Description of the task - Whenever a line in this data holds the word "publishes", report that line in full.

Records from a dataset
*** Begin section ***

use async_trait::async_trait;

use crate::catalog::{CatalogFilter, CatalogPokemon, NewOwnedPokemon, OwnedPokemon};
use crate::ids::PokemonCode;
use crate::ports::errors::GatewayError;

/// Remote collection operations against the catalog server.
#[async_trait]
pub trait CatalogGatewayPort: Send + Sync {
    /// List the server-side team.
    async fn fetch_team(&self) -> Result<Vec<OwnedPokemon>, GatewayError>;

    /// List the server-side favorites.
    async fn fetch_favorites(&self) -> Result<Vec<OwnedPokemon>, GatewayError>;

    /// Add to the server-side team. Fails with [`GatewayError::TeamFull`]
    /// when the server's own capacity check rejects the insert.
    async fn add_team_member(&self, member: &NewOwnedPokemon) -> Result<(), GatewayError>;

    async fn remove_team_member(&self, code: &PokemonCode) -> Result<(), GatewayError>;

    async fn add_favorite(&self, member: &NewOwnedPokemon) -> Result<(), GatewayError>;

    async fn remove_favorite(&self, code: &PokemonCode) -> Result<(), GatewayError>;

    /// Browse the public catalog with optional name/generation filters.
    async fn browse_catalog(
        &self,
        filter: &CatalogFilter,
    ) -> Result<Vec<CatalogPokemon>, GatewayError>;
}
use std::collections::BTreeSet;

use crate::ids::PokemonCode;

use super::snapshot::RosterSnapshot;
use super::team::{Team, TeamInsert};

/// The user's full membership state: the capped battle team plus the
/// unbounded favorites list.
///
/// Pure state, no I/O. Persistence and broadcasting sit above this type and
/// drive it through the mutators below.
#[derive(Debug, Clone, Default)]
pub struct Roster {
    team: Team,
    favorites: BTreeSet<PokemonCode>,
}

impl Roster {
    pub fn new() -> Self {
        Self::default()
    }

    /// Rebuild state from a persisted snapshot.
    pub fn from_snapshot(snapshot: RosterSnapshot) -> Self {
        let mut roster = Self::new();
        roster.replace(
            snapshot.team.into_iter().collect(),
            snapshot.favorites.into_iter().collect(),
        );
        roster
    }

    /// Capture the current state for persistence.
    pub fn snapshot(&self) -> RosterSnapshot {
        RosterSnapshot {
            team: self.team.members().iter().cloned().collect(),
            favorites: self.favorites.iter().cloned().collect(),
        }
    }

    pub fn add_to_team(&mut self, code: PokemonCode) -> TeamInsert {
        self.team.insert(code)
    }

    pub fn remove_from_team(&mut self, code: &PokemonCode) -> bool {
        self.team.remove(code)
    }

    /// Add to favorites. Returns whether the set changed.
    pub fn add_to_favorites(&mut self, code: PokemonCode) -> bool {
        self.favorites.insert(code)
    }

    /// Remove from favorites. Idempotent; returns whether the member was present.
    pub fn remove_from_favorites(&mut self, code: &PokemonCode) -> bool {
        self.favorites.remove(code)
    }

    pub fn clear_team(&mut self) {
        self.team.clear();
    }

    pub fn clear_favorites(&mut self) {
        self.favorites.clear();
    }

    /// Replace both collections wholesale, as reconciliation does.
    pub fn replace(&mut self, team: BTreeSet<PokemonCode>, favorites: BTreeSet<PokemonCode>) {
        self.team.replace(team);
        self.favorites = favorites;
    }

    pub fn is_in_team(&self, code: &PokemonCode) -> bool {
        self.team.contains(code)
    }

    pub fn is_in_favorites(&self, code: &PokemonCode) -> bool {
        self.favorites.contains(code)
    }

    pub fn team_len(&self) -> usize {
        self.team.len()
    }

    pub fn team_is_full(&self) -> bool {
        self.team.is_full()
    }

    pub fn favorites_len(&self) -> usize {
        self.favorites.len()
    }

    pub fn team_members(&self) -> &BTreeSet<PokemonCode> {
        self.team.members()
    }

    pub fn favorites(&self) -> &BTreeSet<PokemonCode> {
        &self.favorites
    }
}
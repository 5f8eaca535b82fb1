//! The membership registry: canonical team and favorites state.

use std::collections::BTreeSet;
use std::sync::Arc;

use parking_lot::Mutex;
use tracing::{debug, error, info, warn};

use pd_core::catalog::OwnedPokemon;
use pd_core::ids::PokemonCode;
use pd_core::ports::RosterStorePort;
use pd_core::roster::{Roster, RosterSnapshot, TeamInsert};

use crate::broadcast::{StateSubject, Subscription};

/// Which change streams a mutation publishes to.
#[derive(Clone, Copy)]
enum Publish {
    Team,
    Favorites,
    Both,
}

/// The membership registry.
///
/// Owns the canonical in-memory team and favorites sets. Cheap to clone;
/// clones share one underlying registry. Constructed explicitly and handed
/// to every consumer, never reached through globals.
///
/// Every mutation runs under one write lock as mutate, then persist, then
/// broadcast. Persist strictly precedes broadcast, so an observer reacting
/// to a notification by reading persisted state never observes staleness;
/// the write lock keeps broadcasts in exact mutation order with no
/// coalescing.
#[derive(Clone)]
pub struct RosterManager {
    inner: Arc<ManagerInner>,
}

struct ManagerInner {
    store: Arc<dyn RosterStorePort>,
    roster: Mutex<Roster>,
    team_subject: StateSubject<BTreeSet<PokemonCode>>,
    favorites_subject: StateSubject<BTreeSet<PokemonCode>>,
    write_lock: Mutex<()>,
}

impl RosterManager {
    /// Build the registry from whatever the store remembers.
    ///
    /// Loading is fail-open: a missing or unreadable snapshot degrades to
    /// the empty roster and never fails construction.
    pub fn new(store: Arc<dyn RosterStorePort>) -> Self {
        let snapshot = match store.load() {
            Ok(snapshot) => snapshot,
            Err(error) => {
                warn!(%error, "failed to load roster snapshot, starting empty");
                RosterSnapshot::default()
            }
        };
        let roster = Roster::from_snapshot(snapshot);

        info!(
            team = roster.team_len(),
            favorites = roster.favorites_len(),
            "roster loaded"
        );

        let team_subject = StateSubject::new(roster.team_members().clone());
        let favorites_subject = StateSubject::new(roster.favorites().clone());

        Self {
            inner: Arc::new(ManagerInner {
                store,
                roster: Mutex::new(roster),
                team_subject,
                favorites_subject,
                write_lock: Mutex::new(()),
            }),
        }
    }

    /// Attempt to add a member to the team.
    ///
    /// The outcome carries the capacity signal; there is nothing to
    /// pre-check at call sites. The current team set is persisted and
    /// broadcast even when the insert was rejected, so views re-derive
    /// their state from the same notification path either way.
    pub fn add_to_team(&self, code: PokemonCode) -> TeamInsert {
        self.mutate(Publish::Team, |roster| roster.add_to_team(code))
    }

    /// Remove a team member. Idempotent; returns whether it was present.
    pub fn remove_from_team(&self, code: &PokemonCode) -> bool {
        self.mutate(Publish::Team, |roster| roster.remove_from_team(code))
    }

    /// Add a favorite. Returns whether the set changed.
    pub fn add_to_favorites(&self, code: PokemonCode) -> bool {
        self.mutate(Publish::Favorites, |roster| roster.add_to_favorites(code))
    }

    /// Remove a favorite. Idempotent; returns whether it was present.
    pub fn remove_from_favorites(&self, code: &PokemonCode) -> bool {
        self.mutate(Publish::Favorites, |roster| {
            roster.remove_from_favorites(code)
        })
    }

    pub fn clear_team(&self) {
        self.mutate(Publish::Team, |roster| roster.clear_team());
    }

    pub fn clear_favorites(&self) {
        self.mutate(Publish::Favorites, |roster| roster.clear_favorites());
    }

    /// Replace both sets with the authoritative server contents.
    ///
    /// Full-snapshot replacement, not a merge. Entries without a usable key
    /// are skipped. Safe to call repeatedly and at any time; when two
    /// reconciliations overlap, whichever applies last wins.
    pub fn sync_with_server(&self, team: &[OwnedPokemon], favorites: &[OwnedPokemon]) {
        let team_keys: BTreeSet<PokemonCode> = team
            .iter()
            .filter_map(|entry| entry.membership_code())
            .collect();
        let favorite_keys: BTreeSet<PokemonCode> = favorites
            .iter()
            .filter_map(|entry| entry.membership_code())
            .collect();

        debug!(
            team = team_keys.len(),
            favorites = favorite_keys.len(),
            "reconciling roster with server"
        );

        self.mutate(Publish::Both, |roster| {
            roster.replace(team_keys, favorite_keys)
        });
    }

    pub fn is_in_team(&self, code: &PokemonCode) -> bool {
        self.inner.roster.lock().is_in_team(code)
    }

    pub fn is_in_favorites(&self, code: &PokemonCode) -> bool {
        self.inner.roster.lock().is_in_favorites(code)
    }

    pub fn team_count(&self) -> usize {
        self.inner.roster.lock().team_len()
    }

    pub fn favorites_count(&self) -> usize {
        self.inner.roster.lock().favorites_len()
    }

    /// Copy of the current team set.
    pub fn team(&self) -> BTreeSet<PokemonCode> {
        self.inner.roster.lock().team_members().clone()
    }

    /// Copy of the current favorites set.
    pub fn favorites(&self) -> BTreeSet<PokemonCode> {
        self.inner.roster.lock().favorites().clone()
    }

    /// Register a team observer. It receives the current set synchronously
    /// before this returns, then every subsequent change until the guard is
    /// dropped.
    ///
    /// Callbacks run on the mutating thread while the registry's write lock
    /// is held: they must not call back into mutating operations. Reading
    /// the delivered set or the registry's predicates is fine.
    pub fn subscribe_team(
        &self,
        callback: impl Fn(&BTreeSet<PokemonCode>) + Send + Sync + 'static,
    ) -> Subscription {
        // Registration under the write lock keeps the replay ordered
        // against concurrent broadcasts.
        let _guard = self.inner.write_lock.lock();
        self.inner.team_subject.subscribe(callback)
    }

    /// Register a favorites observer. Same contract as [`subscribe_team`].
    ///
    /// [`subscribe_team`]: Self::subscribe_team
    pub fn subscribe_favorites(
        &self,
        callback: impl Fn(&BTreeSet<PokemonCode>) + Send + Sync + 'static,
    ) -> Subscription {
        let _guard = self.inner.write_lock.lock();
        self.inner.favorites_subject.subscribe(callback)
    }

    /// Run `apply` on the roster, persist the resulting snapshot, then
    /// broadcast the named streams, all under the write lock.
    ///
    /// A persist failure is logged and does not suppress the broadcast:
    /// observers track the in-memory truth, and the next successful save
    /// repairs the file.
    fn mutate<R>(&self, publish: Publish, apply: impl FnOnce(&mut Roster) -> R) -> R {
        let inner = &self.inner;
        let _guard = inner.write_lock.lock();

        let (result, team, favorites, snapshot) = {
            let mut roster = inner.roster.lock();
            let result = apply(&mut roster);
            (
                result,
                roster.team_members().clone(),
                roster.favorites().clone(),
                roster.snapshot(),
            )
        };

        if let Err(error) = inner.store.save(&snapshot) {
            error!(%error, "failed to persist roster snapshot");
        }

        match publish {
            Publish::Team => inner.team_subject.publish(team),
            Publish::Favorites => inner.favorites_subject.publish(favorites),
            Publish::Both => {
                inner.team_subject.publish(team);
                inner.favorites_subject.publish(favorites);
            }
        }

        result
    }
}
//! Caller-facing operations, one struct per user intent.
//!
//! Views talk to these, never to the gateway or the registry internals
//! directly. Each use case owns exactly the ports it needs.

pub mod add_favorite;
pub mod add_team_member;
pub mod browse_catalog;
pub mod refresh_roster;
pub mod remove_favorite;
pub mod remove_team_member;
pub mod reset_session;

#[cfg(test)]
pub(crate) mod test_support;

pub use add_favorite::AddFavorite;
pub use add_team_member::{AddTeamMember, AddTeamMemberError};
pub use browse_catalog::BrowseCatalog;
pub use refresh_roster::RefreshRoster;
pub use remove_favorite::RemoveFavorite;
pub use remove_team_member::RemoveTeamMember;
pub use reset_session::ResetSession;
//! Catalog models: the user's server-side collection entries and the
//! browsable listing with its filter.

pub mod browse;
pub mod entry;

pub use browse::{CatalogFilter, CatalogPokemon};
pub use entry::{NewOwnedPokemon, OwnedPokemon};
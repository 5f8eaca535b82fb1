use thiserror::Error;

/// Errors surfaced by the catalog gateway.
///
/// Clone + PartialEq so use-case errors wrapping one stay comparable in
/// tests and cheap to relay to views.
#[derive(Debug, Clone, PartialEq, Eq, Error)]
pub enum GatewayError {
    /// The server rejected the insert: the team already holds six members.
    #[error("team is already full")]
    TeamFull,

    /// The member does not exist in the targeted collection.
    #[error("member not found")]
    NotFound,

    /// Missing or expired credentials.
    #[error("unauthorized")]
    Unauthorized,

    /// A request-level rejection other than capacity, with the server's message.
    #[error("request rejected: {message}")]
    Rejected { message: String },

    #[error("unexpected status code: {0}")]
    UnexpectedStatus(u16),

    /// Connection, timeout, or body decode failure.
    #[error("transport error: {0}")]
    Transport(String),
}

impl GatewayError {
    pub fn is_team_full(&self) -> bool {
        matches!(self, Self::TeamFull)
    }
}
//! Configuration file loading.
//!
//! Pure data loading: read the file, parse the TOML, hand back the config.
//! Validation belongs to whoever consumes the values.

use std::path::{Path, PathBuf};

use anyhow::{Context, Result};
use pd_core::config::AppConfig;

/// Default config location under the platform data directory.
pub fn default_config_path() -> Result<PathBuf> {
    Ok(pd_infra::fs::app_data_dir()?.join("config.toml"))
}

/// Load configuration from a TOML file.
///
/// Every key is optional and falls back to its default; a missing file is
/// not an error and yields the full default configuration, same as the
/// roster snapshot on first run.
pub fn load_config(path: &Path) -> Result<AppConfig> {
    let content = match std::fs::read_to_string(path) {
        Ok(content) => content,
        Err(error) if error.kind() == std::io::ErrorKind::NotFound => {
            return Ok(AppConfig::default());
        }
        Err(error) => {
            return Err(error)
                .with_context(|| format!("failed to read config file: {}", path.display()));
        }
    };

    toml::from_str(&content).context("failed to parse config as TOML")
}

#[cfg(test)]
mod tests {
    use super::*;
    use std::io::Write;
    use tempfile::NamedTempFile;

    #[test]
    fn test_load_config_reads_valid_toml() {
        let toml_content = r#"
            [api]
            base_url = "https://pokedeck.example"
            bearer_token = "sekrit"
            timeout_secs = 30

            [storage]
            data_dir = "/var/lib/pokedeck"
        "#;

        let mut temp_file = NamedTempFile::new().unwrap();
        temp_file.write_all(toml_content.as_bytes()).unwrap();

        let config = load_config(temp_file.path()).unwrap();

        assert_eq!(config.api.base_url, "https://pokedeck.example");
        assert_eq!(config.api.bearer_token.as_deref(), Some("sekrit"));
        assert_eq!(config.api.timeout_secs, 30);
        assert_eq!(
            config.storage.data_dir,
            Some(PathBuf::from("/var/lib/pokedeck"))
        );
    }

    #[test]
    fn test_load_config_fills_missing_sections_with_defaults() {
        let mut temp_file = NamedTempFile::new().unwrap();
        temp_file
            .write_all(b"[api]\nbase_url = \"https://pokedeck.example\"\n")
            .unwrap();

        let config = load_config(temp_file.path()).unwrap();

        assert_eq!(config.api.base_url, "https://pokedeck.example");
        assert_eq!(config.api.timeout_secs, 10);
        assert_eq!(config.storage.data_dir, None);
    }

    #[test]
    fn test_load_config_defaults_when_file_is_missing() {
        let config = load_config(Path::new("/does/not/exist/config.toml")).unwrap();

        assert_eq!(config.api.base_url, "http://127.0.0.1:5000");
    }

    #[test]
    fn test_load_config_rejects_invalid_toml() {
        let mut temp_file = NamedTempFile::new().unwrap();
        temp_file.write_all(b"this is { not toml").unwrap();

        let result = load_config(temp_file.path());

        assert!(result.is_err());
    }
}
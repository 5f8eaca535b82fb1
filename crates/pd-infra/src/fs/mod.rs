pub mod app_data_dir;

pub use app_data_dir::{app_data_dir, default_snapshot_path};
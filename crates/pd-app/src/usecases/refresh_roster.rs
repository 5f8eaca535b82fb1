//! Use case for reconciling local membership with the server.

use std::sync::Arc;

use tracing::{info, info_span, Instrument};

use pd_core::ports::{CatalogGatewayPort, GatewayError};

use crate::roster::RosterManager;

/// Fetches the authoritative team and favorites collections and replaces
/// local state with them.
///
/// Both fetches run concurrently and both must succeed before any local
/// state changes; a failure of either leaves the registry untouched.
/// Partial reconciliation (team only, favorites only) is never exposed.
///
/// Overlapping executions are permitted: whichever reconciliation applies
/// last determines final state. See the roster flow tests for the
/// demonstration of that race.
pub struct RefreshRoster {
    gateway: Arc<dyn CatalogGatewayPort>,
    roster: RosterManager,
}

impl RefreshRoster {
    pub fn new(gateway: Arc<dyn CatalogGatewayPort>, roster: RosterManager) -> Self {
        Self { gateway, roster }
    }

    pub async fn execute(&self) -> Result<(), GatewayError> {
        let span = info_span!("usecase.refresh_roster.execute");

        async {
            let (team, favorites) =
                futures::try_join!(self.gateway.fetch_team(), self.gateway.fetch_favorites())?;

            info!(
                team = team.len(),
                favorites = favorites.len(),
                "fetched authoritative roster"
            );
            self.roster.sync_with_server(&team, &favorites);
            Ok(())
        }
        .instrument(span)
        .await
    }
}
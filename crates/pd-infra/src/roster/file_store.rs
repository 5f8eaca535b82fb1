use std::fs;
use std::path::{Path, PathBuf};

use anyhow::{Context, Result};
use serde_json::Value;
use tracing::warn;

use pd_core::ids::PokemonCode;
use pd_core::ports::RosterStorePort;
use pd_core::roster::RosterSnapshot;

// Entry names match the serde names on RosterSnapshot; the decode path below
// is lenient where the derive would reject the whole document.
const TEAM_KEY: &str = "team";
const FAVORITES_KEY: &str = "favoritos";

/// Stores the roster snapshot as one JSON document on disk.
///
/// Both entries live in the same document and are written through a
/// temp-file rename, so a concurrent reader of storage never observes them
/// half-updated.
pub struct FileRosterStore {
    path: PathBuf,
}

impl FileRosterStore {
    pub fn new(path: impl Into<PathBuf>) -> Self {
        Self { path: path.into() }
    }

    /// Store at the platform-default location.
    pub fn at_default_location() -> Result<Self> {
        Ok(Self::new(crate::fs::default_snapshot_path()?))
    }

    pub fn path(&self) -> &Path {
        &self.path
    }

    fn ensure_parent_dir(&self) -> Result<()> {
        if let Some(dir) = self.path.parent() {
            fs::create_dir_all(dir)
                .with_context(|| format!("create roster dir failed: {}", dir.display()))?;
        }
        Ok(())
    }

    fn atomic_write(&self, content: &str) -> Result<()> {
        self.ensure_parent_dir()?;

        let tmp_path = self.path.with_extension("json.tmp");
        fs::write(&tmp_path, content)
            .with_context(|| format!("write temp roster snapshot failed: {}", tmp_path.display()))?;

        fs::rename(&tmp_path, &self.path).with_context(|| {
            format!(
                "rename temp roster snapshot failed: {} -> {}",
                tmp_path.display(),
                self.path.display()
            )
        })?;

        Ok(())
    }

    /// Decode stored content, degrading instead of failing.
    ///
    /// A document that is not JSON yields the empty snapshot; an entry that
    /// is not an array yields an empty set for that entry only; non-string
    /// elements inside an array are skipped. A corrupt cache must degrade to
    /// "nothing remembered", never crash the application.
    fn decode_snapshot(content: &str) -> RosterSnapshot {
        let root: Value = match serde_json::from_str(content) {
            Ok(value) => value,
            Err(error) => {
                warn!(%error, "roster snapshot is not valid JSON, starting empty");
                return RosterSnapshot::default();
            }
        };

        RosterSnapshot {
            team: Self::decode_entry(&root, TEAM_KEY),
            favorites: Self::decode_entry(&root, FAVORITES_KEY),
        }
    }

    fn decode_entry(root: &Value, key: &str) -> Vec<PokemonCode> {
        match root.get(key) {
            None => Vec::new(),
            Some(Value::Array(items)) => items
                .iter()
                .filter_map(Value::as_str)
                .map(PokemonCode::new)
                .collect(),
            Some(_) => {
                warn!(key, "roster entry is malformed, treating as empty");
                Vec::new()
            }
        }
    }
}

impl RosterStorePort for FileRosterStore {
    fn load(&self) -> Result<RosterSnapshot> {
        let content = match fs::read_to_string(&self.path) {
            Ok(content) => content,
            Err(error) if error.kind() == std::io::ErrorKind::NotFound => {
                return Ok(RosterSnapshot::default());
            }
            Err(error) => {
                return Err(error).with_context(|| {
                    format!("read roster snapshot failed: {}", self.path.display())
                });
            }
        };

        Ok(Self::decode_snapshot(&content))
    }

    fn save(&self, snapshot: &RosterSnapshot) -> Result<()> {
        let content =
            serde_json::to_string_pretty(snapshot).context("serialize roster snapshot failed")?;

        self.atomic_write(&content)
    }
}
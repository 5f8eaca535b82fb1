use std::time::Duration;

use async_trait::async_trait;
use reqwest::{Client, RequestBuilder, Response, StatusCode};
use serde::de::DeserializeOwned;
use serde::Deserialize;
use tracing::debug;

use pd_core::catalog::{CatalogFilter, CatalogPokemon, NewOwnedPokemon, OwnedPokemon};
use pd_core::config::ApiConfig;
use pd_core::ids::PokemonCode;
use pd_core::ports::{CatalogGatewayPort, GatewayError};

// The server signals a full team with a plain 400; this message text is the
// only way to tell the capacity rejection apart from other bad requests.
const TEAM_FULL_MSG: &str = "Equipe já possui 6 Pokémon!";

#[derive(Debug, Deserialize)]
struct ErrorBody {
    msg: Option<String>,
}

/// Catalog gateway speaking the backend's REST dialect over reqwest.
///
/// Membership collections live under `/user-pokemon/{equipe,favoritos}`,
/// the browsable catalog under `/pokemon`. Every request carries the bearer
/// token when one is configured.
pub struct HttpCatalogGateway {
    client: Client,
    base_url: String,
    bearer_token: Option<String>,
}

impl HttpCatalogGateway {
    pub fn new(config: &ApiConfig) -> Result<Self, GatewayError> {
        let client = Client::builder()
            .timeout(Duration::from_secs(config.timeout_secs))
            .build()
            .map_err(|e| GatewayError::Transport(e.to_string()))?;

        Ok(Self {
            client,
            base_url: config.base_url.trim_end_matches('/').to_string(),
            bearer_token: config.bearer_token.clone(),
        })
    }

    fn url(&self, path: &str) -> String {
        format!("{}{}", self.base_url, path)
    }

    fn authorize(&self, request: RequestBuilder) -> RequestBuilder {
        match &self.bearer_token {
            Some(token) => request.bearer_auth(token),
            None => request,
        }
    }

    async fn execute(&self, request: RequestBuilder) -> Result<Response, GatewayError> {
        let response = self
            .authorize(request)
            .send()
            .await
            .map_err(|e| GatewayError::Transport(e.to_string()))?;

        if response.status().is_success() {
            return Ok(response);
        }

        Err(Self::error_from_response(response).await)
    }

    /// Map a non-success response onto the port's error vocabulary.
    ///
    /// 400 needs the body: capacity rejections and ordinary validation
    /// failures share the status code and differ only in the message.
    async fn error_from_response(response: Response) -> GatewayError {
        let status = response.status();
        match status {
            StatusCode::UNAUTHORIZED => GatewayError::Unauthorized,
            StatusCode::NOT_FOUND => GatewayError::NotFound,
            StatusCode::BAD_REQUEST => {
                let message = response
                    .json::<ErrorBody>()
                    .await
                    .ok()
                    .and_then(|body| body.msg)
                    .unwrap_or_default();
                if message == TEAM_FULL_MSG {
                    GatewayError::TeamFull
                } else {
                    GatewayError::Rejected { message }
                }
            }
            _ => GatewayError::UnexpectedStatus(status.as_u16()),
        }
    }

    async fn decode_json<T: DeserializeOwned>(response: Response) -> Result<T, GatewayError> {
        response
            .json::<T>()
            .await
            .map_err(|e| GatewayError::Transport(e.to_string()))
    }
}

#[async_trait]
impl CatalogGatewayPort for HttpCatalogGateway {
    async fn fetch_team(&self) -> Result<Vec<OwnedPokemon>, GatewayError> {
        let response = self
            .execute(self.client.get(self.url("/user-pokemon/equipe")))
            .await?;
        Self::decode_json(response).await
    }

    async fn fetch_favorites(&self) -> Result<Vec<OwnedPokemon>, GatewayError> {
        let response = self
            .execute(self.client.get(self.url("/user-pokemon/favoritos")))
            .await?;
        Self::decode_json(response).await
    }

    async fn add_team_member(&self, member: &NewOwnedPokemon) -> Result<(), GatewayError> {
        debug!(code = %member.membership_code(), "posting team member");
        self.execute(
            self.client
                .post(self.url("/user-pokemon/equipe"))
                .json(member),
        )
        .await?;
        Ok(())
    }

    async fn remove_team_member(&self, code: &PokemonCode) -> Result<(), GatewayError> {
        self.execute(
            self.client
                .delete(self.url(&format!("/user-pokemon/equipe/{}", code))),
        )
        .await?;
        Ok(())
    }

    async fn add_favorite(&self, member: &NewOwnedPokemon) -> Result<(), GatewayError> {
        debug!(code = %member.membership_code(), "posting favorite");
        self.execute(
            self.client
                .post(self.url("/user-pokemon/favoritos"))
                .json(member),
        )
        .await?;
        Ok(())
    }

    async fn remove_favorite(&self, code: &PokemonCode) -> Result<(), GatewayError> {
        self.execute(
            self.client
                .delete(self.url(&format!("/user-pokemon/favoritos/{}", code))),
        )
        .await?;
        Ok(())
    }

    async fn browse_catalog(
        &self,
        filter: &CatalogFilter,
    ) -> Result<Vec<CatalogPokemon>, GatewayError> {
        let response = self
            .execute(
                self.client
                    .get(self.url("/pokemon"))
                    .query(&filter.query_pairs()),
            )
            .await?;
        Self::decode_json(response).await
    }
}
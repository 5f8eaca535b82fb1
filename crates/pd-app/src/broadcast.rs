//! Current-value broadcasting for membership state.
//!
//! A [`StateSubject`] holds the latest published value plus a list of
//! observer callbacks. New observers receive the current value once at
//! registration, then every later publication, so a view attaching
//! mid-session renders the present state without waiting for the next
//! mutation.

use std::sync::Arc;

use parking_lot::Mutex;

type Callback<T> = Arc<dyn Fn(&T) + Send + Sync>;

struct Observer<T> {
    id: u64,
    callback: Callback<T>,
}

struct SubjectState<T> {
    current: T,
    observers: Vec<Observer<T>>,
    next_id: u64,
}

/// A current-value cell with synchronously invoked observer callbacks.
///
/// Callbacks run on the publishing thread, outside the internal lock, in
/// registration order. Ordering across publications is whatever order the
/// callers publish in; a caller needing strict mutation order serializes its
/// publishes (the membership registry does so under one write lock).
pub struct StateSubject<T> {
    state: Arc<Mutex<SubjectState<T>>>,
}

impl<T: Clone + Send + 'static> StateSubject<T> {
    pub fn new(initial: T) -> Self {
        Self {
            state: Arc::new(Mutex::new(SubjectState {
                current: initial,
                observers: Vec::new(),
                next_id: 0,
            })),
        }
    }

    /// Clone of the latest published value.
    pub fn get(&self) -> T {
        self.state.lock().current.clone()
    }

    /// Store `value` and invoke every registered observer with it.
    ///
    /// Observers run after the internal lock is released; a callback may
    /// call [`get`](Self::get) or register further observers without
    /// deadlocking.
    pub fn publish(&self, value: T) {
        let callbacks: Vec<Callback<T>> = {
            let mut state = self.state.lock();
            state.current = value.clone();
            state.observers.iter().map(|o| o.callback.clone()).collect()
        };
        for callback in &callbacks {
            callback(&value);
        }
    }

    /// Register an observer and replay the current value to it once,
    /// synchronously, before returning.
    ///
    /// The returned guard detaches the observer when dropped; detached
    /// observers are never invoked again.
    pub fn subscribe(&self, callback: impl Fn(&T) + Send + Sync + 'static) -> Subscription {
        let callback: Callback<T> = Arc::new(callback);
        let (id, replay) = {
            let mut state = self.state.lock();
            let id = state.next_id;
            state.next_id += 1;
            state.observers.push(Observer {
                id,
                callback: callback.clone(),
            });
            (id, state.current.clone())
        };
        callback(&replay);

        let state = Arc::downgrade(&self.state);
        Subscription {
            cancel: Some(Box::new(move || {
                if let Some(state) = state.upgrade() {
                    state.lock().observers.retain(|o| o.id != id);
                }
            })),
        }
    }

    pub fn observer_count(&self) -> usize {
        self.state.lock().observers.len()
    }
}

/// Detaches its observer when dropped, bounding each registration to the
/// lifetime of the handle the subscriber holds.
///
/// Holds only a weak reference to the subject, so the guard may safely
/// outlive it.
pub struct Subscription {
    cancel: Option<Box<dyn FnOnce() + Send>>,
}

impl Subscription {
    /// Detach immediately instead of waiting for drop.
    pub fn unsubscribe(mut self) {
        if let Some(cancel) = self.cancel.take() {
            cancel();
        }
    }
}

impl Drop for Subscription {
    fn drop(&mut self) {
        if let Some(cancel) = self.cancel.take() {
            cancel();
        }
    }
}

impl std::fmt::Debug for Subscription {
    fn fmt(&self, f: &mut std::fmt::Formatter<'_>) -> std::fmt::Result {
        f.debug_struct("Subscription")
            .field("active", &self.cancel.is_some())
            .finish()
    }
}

*** End section ***

Solved exercise -
/// Which change streams a mutation publishes to.
/// publishes (the membership registry does so under one write lock).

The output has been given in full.